How to print the date of a file in Scala is explained here.
My question is how I can get a variable containing this information which can be returned as a column to a dataframe. None of the conversions I would expect to be allowed, actually are allowed.
My code (using Scala 2.11):
import org.apache.spark.sql.functions._
import java.nio.file.{Files, Paths} // Needed for file time
import java.nio.file.attribute.BasicFileAttributes
import java.util.Date
def GetFileTimeFunc(pathStr: String): String = {
// From: https://stackoverflow.com/questions/47453193/how-to-get-creation-date-of-a-file-using-scala
val FileTime = Files.readAttributes(Paths.get(pathStr), classOf[BasicFileAttributes]).creationTime;
val JavaDate = Date.from(FileTime.toInstant);
return(JavaDate.toString())
}
@transient val GetFileTime = udf(GetFileTimeFunc _)

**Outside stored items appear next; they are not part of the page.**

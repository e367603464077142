use tacit_ir::IndexExpr;
use test_case::test_case;

use super::{ijk, tensor};
use crate::config::{AvailableExprConfig, is_trivial_expr};

#[test]
fn test_builder_defaults_match_default() {
    let built = AvailableExprConfig::builder().build();
    let default = AvailableExprConfig::default();
    assert!(!built.elide_trivial);
    assert_eq!(built.elide_trivial, default.elide_trivial);
}

#[test]
fn test_builder_enables_elision() {
    let config = AvailableExprConfig::builder().elide_trivial(true).build();
    assert!(config.elide_trivial);
    assert!(config.elides(&IndexExpr::int(1)));
}

#[test]
fn test_default_elides_nothing() {
    let config = AvailableExprConfig::default();
    assert!(!config.elides(&IndexExpr::int(1)));
    assert!(!config.elides(&IndexExpr::undefined()));
}

#[test]
fn test_with_predicate_turns_elision_on() {
    fn always(_: &IndexExpr) -> bool {
        true
    }

    let (i, _, _) = ijk();
    let v = tensor("v", &[4]).access([&i]).unwrap();
    let config = AvailableExprConfig::default().with_predicate(always);
    assert!(config.elide_trivial);
    assert!(config.elides(&(&v).into()));
}

#[test_case(IndexExpr::int(3), true ; "integer literal")]
#[test_case(IndexExpr::float(0.5), true ; "float literal")]
#[test_case(IndexExpr::int(1) + 2, false ; "literal arithmetic")]
#[test_case(-IndexExpr::int(1), false ; "negated literal")]
#[test_case(IndexExpr::undefined(), false ; "undefined")]
fn test_is_trivial_literal(expr: IndexExpr, expected: bool) {
    assert_eq!(is_trivial_expr(&expr), expected);
}

#[test]
fn test_is_trivial_access() {
    let (i, _, _) = ijk();
    let s = tensor("s", &[]).access([]).unwrap();
    let v = tensor("v", &[4]).access([&i]).unwrap();
    assert!(is_trivial_expr(&(&s).into()));
    assert!(!is_trivial_expr(&(&v).into()));
}
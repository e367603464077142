//! Scheduling annotations attached to expression nodes.
//!
//! An [`OperatorSplit`] records that one index variable is split into two at a
//! given node. Splits live on the nodes themselves (see
//! [`IndexExpr::split_operator`]); a tensor's [`Schedule`] is recomputed from its
//! bound expression on every request.

use std::fmt;

use crate::expr::{BinaryOp, ExprRef, IndexExpr};
use crate::index_var::IndexVar;
use crate::visit::ExprVisitor;

/// Split of `old` into `left` and `right` at node `expr_id`.
#[derive(Debug, Clone, PartialEq, Eq, Hash)]
pub struct OperatorSplit {
    expr_id: u64,
    old: IndexVar,
    left: IndexVar,
    right: IndexVar,
}

impl OperatorSplit {
    pub fn new(expr_id: u64, old: IndexVar, left: IndexVar, right: IndexVar) -> Self {
        Self { expr_id, old, left, right }
    }

    /// Id of the annotated node.
    pub fn expr_id(&self) -> u64 {
        self.expr_id
    }

    pub fn old(&self) -> &IndexVar {
        &self.old
    }

    pub fn left(&self) -> &IndexVar {
        &self.left
    }

    pub fn right(&self) -> &IndexVar {
        &self.right
    }
}

impl fmt::Display for OperatorSplit {
    fn fmt(&self, f: &mut fmt::Formatter<'_>) -> fmt::Result {
        write!(f, "split({} -> {}, {}) @ node {}", self.old, self.left, self.right, self.expr_id)
    }
}

/// Scheduling annotations of one tensor computation.
#[derive(Debug, Clone, Default, PartialEq, Eq)]
pub struct Schedule {
    operator_splits: Vec<OperatorSplit>,
}

impl Schedule {
    pub fn new() -> Self {
        Self::default()
    }

    /// Collect the splits of every binary node in `expr`, in traversal order.
    ///
    /// Nested binary nodes contribute too, not only the outermost ones.
    pub fn from_expr(expr: &IndexExpr) -> Self {
        let mut collector = SplitCollector::default();
        collector.visit_expr(expr);
        Self { operator_splits: collector.splits }
    }

    pub fn operator_splits(&self) -> &[OperatorSplit] {
        &self.operator_splits
    }

    pub fn add_operator_split(&mut self, split: OperatorSplit) {
        self.operator_splits.push(split);
    }

    pub fn clear_operator_splits(&mut self) {
        self.operator_splits.clear();
    }

    pub fn is_empty(&self) -> bool {
        self.operator_splits.is_empty()
    }
}

impl fmt::Display for Schedule {
    fn fmt(&self, f: &mut fmt::Formatter<'_>) -> fmt::Result {
        if self.operator_splits.is_empty() {
            return f.write_str("Schedule: no operator splits");
        }
        writeln!(f, "Schedule:")?;
        for split in &self.operator_splits {
            writeln!(f, "  {split}")?;
        }
        Ok(())
    }
}

#[derive(Default)]
struct SplitCollector {
    splits: Vec<OperatorSplit>,
}

impl ExprVisitor for SplitCollector {
    fn visit_binary(&mut self, node: &ExprRef, _op: BinaryOp, a: &ExprRef, b: &ExprRef) {
        self.splits.extend(node.operator_splits());
        self.visit(a);
        self.visit(b);
    }
}
use super::*;
use enumset::EnumSet;

impl DType {
    const fn promotion_lattice(self) -> &'static [Self] {
        use DType::*;
        match self {
            Bool => &[Int8, UInt8],
            Int8 => &[Int16],
            Int16 => &[Int32],
            Int32 => &[Int64],
            Int64 => &[Float32],
            UInt8 => &[Int16, UInt16],
            UInt16 => &[Int32, UInt32],
            UInt32 => &[Int64, UInt64],
            UInt64 => &[Float32],
            Float32 => &[Float64, Complex64],
            Float64 => &[Complex128],
            Complex64 => &[Complex128],
            Complex128 => &[],
        }
    }

    fn get_recursive_parents(self) -> EnumSet<Self> {
        self.promotion_lattice()
            .iter()
            .fold(EnumSet::only(self), |dtypes, &parent| dtypes.union(parent.get_recursive_parents()))
    }

    /// Find the least upper bound type for a set of dtypes.
    ///
    /// Returns the smallest type that all input types can be promoted to, or `None`
    /// for an empty slice.
    pub fn least_upper_dtype(dtypes: &[Self]) -> Option<Self> {
        dtypes
            .iter()
            .map(|d| d.get_recursive_parents())
            .reduce(|lhs, rhs| lhs.intersection(rhs))?
            .iter()
            .min() // min by discriminant (= priority: lower = more specific)
    }

    /// Data type of a binary operation over operands of type `lhs` and `rhs`.
    ///
    /// Every pair of types has a common upper bound (`Complex128` at worst).
    pub fn max_type(lhs: Self, rhs: Self) -> Self {
        Self::least_upper_dtype(&[lhs, rhs]).unwrap_or(Self::Complex128)
    }
}
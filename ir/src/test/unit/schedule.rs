use super::{ijk, tensor};
use crate::expr::IndexExpr;
use crate::index_var::IndexVar;
use crate::schedule::{OperatorSplit, Schedule};

#[test]
fn test_split_is_recorded_on_node() {
    let (i, _, _) = ijk();
    let a = tensor("A", &[4]).access([&i]).unwrap();
    let b = tensor("B", &[4]).access([&i]).unwrap();
    let (i0, i1) = (IndexVar::named("i0"), IndexVar::named("i1"));

    let expr = &a + &b;
    expr.split_operator(i.clone(), i0.clone(), i1.clone());

    let splits = expr.operator_splits();
    assert_eq!(splits.len(), 1);
    assert_eq!(splits[0].expr_id(), expr.node().unwrap().id);
    assert_eq!(splits[0].old(), &i);
    assert_eq!(splits[0].left(), &i0);
    assert_eq!(splits[0].right(), &i1);

    // Clones alias the node, so the split is visible through them.
    assert_eq!(expr.clone().operator_splits().len(), 1);
}

#[test]
fn test_tensor_schedule_collects_nested_splits() {
    let (i, _, _) = ijk();
    let result = tensor("R", &[4]);
    let a = tensor("A", &[4]).access([&i]).unwrap();
    let b = tensor("B", &[4]).access([&i]).unwrap();
    let c = tensor("C", &[4]).access([&i]).unwrap();

    let inner = &b * &c;
    let outer = &a + &inner;
    let (l0, r0, l1, r1) = (IndexVar::new(), IndexVar::new(), IndexVar::new(), IndexVar::new());
    outer.split_operator(i.clone(), l0.clone(), r0.clone());
    inner.split_operator(i.clone(), l1.clone(), r1.clone());

    result.access([&i]).unwrap().assign(&outer).unwrap();

    let schedule = result.schedule();
    let lefts: Vec<_> = schedule.operator_splits().iter().map(|s| s.left().clone()).collect();
    assert_eq!(lefts, vec![l0, l1]);
}

#[test]
fn test_unbound_tensor_has_empty_schedule() {
    assert!(tensor("R", &[4]).schedule().is_empty());
}

#[test]
fn test_undefined_expression_has_no_splits() {
    assert!(IndexExpr::undefined().operator_splits().is_empty());
}

#[test]
#[should_panic(expected = "undefined expression")]
fn test_split_on_undefined_panics() {
    IndexExpr::undefined().split_operator(IndexVar::new(), IndexVar::new(), IndexVar::new());
}

#[test]
fn test_schedule_editing() {
    let (i, _, _) = ijk();
    let split = OperatorSplit::new(7, i.clone(), IndexVar::named("i0"), IndexVar::named("i1"));
    assert_eq!(split.to_string(), "split(i -> i0, i1) @ node 7");

    let mut schedule = Schedule::new();
    schedule.add_operator_split(split.clone());
    assert_eq!(schedule.operator_splits(), &[split]);
    schedule.clear_operator_splits();
    assert!(schedule.is_empty());
}
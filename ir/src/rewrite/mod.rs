//! Bottom-up rewriting of index expressions.
//!
//! [`ExprRewriter`] mirrors [`crate::visit::ExprVisitor`]: per-kind methods fall
//! back to category methods, and [`dispatch`] is the single exhaustive match over
//! node kinds. The default unary and binary rewrites rewrite the operands first and
//! then call [`rebuild_unary`] / [`rebuild_binary`], which return the original
//! node when no operand changed (pointer identity) and build a fresh node
//! otherwise. A node cannot hold an undefined operand, so an operand that rewrites
//! to undefined makes the default rebuild undefined as well.
//!
//! Rewriters that need other semantics for undefined operands (see [`simplify`])
//! override the category methods and decide themselves.

pub mod simplify;

use std::rc::Rc;

pub use simplify::simplify;

use crate::expr::{AccessNode, BinaryOp, Complex, ExprKind, ExprNode, ExprRef, Immediate, IndexExpr, UnaryOp};

pub trait ExprRewriter {
    /// Rewrite an expression handle. Undefined stays undefined.
    fn rewrite(&mut self, expr: &IndexExpr) -> IndexExpr {
        match expr.node() {
            Some(node) => self.rewrite_node(node),
            None => IndexExpr::undefined(),
        }
    }

    /// Rewrite a node through [`dispatch`].
    fn rewrite_node(&mut self, node: &ExprRef) -> IndexExpr {
        dispatch(self, node)
    }

    fn rewrite_access(&mut self, node: &ExprRef, _access: &AccessNode) -> IndexExpr {
        node.into()
    }

    fn rewrite_neg(&mut self, node: &ExprRef, a: &ExprRef) -> IndexExpr {
        self.rewrite_unary(node, UnaryOp::Neg, a)
    }

    fn rewrite_sqrt(&mut self, node: &ExprRef, a: &ExprRef) -> IndexExpr {
        self.rewrite_unary(node, UnaryOp::Sqrt, a)
    }

    fn rewrite_unary(&mut self, node: &ExprRef, op: UnaryOp, a: &ExprRef) -> IndexExpr {
        let new_a = self.rewrite_node(a);
        rebuild_unary(node, op, a, new_a)
    }

    fn rewrite_add(&mut self, node: &ExprRef, a: &ExprRef, b: &ExprRef) -> IndexExpr {
        self.rewrite_binary(node, BinaryOp::Add, a, b)
    }

    fn rewrite_sub(&mut self, node: &ExprRef, a: &ExprRef, b: &ExprRef) -> IndexExpr {
        self.rewrite_binary(node, BinaryOp::Sub, a, b)
    }

    fn rewrite_mul(&mut self, node: &ExprRef, a: &ExprRef, b: &ExprRef) -> IndexExpr {
        self.rewrite_binary(node, BinaryOp::Mul, a, b)
    }

    fn rewrite_div(&mut self, node: &ExprRef, a: &ExprRef, b: &ExprRef) -> IndexExpr {
        self.rewrite_binary(node, BinaryOp::Div, a, b)
    }

    fn rewrite_binary(&mut self, node: &ExprRef, op: BinaryOp, a: &ExprRef, b: &ExprRef) -> IndexExpr {
        let new_a = self.rewrite_node(a);
        let new_b = self.rewrite_node(b);
        rebuild_binary(node, op, (a, new_a), (b, new_b))
    }

    fn rewrite_int(&mut self, node: &ExprRef, value: i64) -> IndexExpr {
        self.rewrite_immediate(node, &Immediate::Int(value))
    }

    fn rewrite_uint(&mut self, node: &ExprRef, value: u64) -> IndexExpr {
        self.rewrite_immediate(node, &Immediate::UInt(value))
    }

    fn rewrite_float(&mut self, node: &ExprRef, value: f64) -> IndexExpr {
        self.rewrite_immediate(node, &Immediate::Float(value))
    }

    fn rewrite_complex(&mut self, node: &ExprRef, value: Complex) -> IndexExpr {
        self.rewrite_immediate(node, &Immediate::Complex(value))
    }

    fn rewrite_immediate(&mut self, node: &ExprRef, _imm: &Immediate) -> IndexExpr {
        node.into()
    }
}

/// Route `node` to the most specific rewriter method for its kind.
pub fn dispatch<R: ExprRewriter + ?Sized>(rewriter: &mut R, node: &ExprRef) -> IndexExpr {
    match node.kind() {
        ExprKind::Access(access) => rewriter.rewrite_access(node, access),
        ExprKind::Unary(UnaryOp::Neg, a) => rewriter.rewrite_neg(node, a),
        ExprKind::Unary(UnaryOp::Sqrt, a) => rewriter.rewrite_sqrt(node, a),
        ExprKind::Binary(BinaryOp::Add, a, b) => rewriter.rewrite_add(node, a, b),
        ExprKind::Binary(BinaryOp::Sub, a, b) => rewriter.rewrite_sub(node, a, b),
        ExprKind::Binary(BinaryOp::Mul, a, b) => rewriter.rewrite_mul(node, a, b),
        ExprKind::Binary(BinaryOp::Div, a, b) => rewriter.rewrite_div(node, a, b),
        ExprKind::Immediate(Immediate::Int(v)) => rewriter.rewrite_int(node, *v),
        ExprKind::Immediate(Immediate::UInt(v)) => rewriter.rewrite_uint(node, *v),
        ExprKind::Immediate(Immediate::Float(v)) => rewriter.rewrite_float(node, *v),
        ExprKind::Immediate(Immediate::Complex(v)) => rewriter.rewrite_complex(node, *v),
    }
}

/// Rebuild a unary node from its rewritten operand.
///
/// Returns `node` itself when `new_a` is `a`, undefined when `new_a` is undefined.
pub fn rebuild_unary(node: &ExprRef, op: UnaryOp, a: &ExprRef, new_a: IndexExpr) -> IndexExpr {
    match new_a.into_node() {
        None => IndexExpr::undefined(),
        Some(new_a) if Rc::ptr_eq(&new_a, a) => node.into(),
        Some(new_a) => ExprNode::unary(op, new_a).into(),
    }
}

/// Rebuild a binary node from its rewritten operands, each given as
/// `(original, rewritten)`.
///
/// Returns `node` itself when neither operand changed, undefined when either
/// rewritten operand is undefined.
pub fn rebuild_binary(
    node: &ExprRef,
    op: BinaryOp,
    (a, new_a): (&ExprRef, IndexExpr),
    (b, new_b): (&ExprRef, IndexExpr),
) -> IndexExpr {
    match (new_a.into_node(), new_b.into_node()) {
        (Some(new_a), Some(new_b)) if Rc::ptr_eq(&new_a, a) && Rc::ptr_eq(&new_b, b) => node.into(),
        (Some(new_a), Some(new_b)) => ExprNode::binary(op, new_a, new_b).into(),
        _ => IndexExpr::undefined(),
    }
}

val filePath = "dbfs:/mnt/myData/" // location of data
val file_df = dbutils.fs.ls(filePath).toDF // Output columns are $"path", $"name", and $"size"
.withColumn("FileTimeCreated", GetFileTime($"path"))
display(file_df)//.select("name", "size"))
Output:
SparkException: Failed to execute user defined function($anonfun$2: (string) => string)
For some reason, Instant is not allowed as a column type, so I cannot use it as a return type.The same for FileTime, JavDate, etc.